How It Works
A conceptual overview. No code, no implementation details - just the model.
The Flow
1. Documents Go In
You provide documents: PDFs, text files, markdown, web pages. The system stores the original text so you can always go back to the source.
Documents are split into manageable chunks - roughly page-sized pieces that can be processed individually while preserving context.
2. Ideas Come Out
Each chunk is analyzed to extract the key ideas. Not keywords - concepts.
A concept is a meaningful unit of thought: "inflation reduces purchasing power" or "sleep deprivation impairs memory" or "the French Revolution began in 1789."
The extraction finds: - What the concept is (the idea itself) - What type it is (claim, definition, event, entity, etc.) - How it relates to other concepts in the same chunk
3. Connections Form
Concepts don't exist in isolation. The system discovers relationships:
| Relationship | Meaning |
|---|---|
| Supports | This concept provides evidence for that one |
| Contradicts | These concepts are in tension |
| Implies | If this is true, that follows |
| Causes | This leads to that |
| Part of | This belongs to a larger whole |
When a new concept matches one that already exists, they're merged. The connection grows stronger. When they conflict, both views are preserved with their sources.
4. Grounding Accumulates
As more documents come in, concepts gain grounding - a measure of how well-supported they are.
- A concept mentioned in one source has low grounding
- The same concept confirmed across many sources has high grounding
- A concept that some sources support and others contradict has mixed grounding
Grounding isn't just a count. It considers: - How many sources mention the concept - Whether sources agree or disagree - The strength of the supporting evidence
What Gets Remembered
The system maintains five types of information:
Concepts
The ideas themselves. Each concept has: - A name or description - A type (claim, entity, event, etc.) - Grounding score (how well-supported)
Relationships
How concepts connect. Each relationship has: - Source concept and target concept - Type (supports, contradicts, implies, etc.) - Evidence for why this connection exists
Sources
The original text chunks. Each source has: - The actual text - Which document it came from - Where in the document (for highlighting)
Evidence
The link between concepts and sources. Shows exactly which text led to which concept.
Ontologies
Collections of related knowledge. You might have one ontology for "climate research" and another for "company policies." They can be queried separately or together.
How Queries Work
When you search, you're not matching keywords. You're finding concepts similar in meaning to what you're looking for.
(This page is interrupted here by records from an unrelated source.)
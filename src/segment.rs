use std::{alloc::AllocError, ptr::NonNull};

use crate::{platform, Pointer};

/// Default reservation for [`crate::Heap::new`]. Pages are only touched as
/// the break moves past them, so reserving generously is cheap.
pub(crate) const DEFAULT_CAPACITY: usize = 32 * 1024 * 1024;

/// The heap segment: one contiguous region with a low watermark fixed at
/// reservation time and a high watermark (the break) that only ever moves up,
/// except for [`Segment::reset`] which rolls it all the way back down.
///
/// ```text
///  lo                      brk                     lo + capacity
///  v                        v                        v
///  +------------------------+------------------------+
///  |     live heap bytes    |   reserved, untouched  |
///  +------------------------+------------------------+
/// ```
///
/// A real program break can't be used here: other code in the process may
/// move it too, and `reset` would have no safe way to roll it back. Instead
/// the whole capacity is reserved from the platform up front and
/// [`Segment::sbrk`] bumps a private break inside the reservation, failing
/// once it is exhausted. The reservation goes back to the platform on drop.
pub(crate) struct Segment {
    base: NonNull<u8>,
    len: usize,
    capacity: usize,
    page_size: usize,
}

impl Segment {
    /// Reserves `capacity` bytes (rounded up to whole pages) from the
    /// platform. The segment starts empty: `len() == 0` until the first
    /// [`Segment::sbrk`].
    pub fn reserve(capacity: usize) -> Result<Self, AllocError> {
        let page_size = platform::page_size();
        let capacity = capacity
            .checked_next_multiple_of(page_size)
            .ok_or(AllocError)?;

        let base = unsafe { platform::reserve(capacity) }.ok_or(AllocError)?;

        Ok(Self {
            base,
            len: 0,
            capacity,
            page_size,
        })
    }

    /// Extends the segment by `incr` bytes and returns the previous break,
    /// i.e. the start of the newly valid region. Fails with `None` once the
    /// reservation is exhausted, leaving the watermark untouched.
    pub fn sbrk(&mut self, incr: usize) -> Pointer<u8> {
        if incr > self.capacity - self.len {
            return None;
        }

        let brk = self.brk();
        self.len += incr;

        Some(brk)
    }

    /// Rolls the break back to the low watermark. Every block previously
    /// carved out of the segment is invalid after this.
    pub fn reset(&mut self) {
        self.len = 0;
    }

    /// Low watermark: the first byte of the segment.
    #[inline]
    pub fn lo(&self) -> NonNull<u8> {
        self.base
    }

    /// Current break: one past the last valid byte of the segment.
    #[inline]
    pub fn brk(&self) -> NonNull<u8> {
        unsafe { NonNull::new_unchecked(self.base.as_ptr().add(self.len)) }
    }

    /// Valid bytes between the watermarks.
    #[inline]
    pub fn len(&self) -> usize {
        self.len
    }

    /// Growth granularity hint.
    #[inline]
    pub fn page_size(&self) -> usize {
        self.page_size
    }
}

impl Drop for Segment {
    fn drop(&mut self) {
        unsafe { platform::release(self.base, self.capacity) }
    }
}

#[cfg(test)]
mod tests {
    use super::*;

    #[test]
    fn break_moves_monotonically() {
        let mut segment = Segment::reserve(DEFAULT_CAPACITY).unwrap();
        let page = segment.page_size();

        assert_eq!(segment.len(), 0);
        assert_eq!(segment.lo(), segment.brk());

        let first = segment.sbrk(page).unwrap();
        assert_eq!(first, segment.lo());
        assert_eq!(segment.len(), page);

        let second = segment.sbrk(3 * page).unwrap();
        assert_eq!(second.as_ptr() as usize, first.as_ptr() as usize + page);
        assert_eq!(segment.len(), 4 * page);
        assert_eq!(
            segment.brk().as_ptr() as usize,
            segment.lo().as_ptr() as usize + 4 * page
        );
    }

    #[test]
    fn exhaustion_fails_without_side_effects() {
        let mut segment = Segment::reserve(1).unwrap();
        let capacity = segment.capacity;

        assert!(segment.sbrk(capacity + 1).is_none());
        assert_eq!(segment.len(), 0);

        assert!(segment.sbrk(capacity).is_some());
        assert!(segment.sbrk(1).is_none());
        assert_eq!(segment.len(), capacity);
    }

    #[test]
    fn reset_rolls_back_to_lo() {
        let mut segment = Segment::reserve(DEFAULT_CAPACITY).unwrap();
        let page = segment.page_size();

        let first = segment.sbrk(page).unwrap();
        segment.reset();
        assert_eq!(segment.len(), 0);

        // The same storage is handed out again after a reset.
        assert_eq!(segment.sbrk(page).unwrap(), first);
    }
}
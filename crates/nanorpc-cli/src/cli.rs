use std::str::FromStr;
use std::time::Duration;

use clap::{Parser, Subcommand};
use nanorpc_client::NanoRpcResponse;
use serde::Serialize;
use tracing_subscriber::EnvFilter;

pub const DEFAULT_LOG_FILTER: &str = "info";

/// `RUST_LOG` when it is set and parses, otherwise [`DEFAULT_LOG_FILTER`].
pub fn log_filter(rust_log: Option<&str>) -> EnvFilter {
    rust_log
        .and_then(|directives| EnvFilter::try_new(directives).ok())
        .unwrap_or_else(|| EnvFilter::new(DEFAULT_LOG_FILTER))
}

/// Talk to a NanoRPC device from the shell.
#[derive(Debug, Parser)]
#[command(name = "nanorpc", version, about)]
pub struct Cli {
    /// Server address: host:port, [v6]:port, unix:/path or a socket path.
    #[arg(long, env = "NANORPC_REMOTE", default_value = "127.0.0.1:7000")]
    pub remote: String,

    /// Send paths as FNV-1a hashes instead of strings.
    #[arg(long)]
    pub hash: bool,

    /// Seconds to wait for the connection and for each answer.
    #[arg(long, default_value_t = 5)]
    pub timeout: u64,

    #[command(subcommand)]
    pub command: Command,
}

impl Cli {
    pub fn timeout(&self) -> Duration {
        Duration::from_secs(self.timeout.max(1))
    }
}

#[derive(Debug, Subcommand)]
pub enum Command {
    /// Send a PING and report the round-trip time.
    Ping,
    /// Send one REQUEST and print the response.
    Request {
        path: String,
        /// Hex-encoded request payload.
        #[arg(long)]
        data: Option<HexData>,
    },
    /// SUBSCRIBE and print every update until Ctrl-C.
    Subscribe {
        path: String,
        /// Hex-encoded subscription payload.
        #[arg(long)]
        data: Option<HexData>,
    },
}

/// Raw payload bytes given on the command line as hex, `0x` prefix optional.
#[derive(Debug, Clone, PartialEq, Eq)]
pub struct HexData(pub Vec<u8>);

impl FromStr for HexData {
    type Err = String;

    fn from_str(s: &str) -> Result<Self, Self::Err> {
        hex::decode(s.trim_start_matches("0x"))
            .map(HexData)
            .map_err(|e| format!("invalid hex: {e}"))
    }
}

// ── Output ───────────────────────────────────────────────────────────

/// One printed response.
#[derive(Debug, Serialize)]
pub struct ResponseLine {
    pub request_id: i32,
    #[serde(rename = "type")]
    pub response_type: &'static str,
    pub status: &'static str,
    #[serde(skip_serializing_if = "String::is_empty")]
    pub message: String,
    pub data: String,
}

impl From<&NanoRpcResponse> for ResponseLine {
    fn from(resp: &NanoRpcResponse) -> Self {
        Self {
            request_id: resp.request_id,
            response_type: resp.response_type().as_str(),
            status: resp.response_status().as_str(),
            message: resp.response_msg.clone(),
            data: hex::encode(&resp.data),
        }
    }
}

#[derive(Debug, Serialize)]
pub struct PongLine {
    pub pong: bool,
    pub rtt_ms: u64,
}

pub fn print_json<T: Serialize>(value: &T) -> anyhow::Result<()> {
    println!("{}", serde_json::to_string(value)?);
    Ok(())
}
Ask about "economic downturn" and you'll find concepts about recessions, market crashes, and financial crises - even if none of them use the exact phrase "economic downturn."
Results include: - The matching concepts - Their grounding scores (how reliable) - The sources they came from (where to verify) - Related concepts (what else connects)
How Contradiction Works
Traditional databases assume consistency - if two things conflict, one is wrong. This system assumes reality is messy.
When sources disagree, the system: 1. Keeps both viewpoints 2. Records which sources support which view 3. Notes that a contradiction exists 4. Lets you (or an AI) reason about the disagreement
This is crucial for: - Research where experts disagree - Historical documents with conflicting accounts - Evolving knowledge where old information conflicts with new
The Epistemic Layer
Epistemic means "relating to knowledge." This system has an epistemic layer that most databases lack.
It doesn't just store what is claimed. It tracks: - Confidence: How well-supported is this claim? - Controversy: Do sources agree or disagree? - Provenance: Where did this claim originate? - Freshness: When was this last confirmed?
This matters because knowledge isn't certain. An AI using this system can say "this is well-established" vs "this is contested" vs "this comes from a single source and should be verified."
What This Enables
For humans: Search that understands meaning. Sources that trace back. Contradictions made visible.
For AI agents: Memory that persists. Confidence that's grounded. Uncertainty that's explicit.
For both: Knowledge that accumulates over time without losing track of where it came from.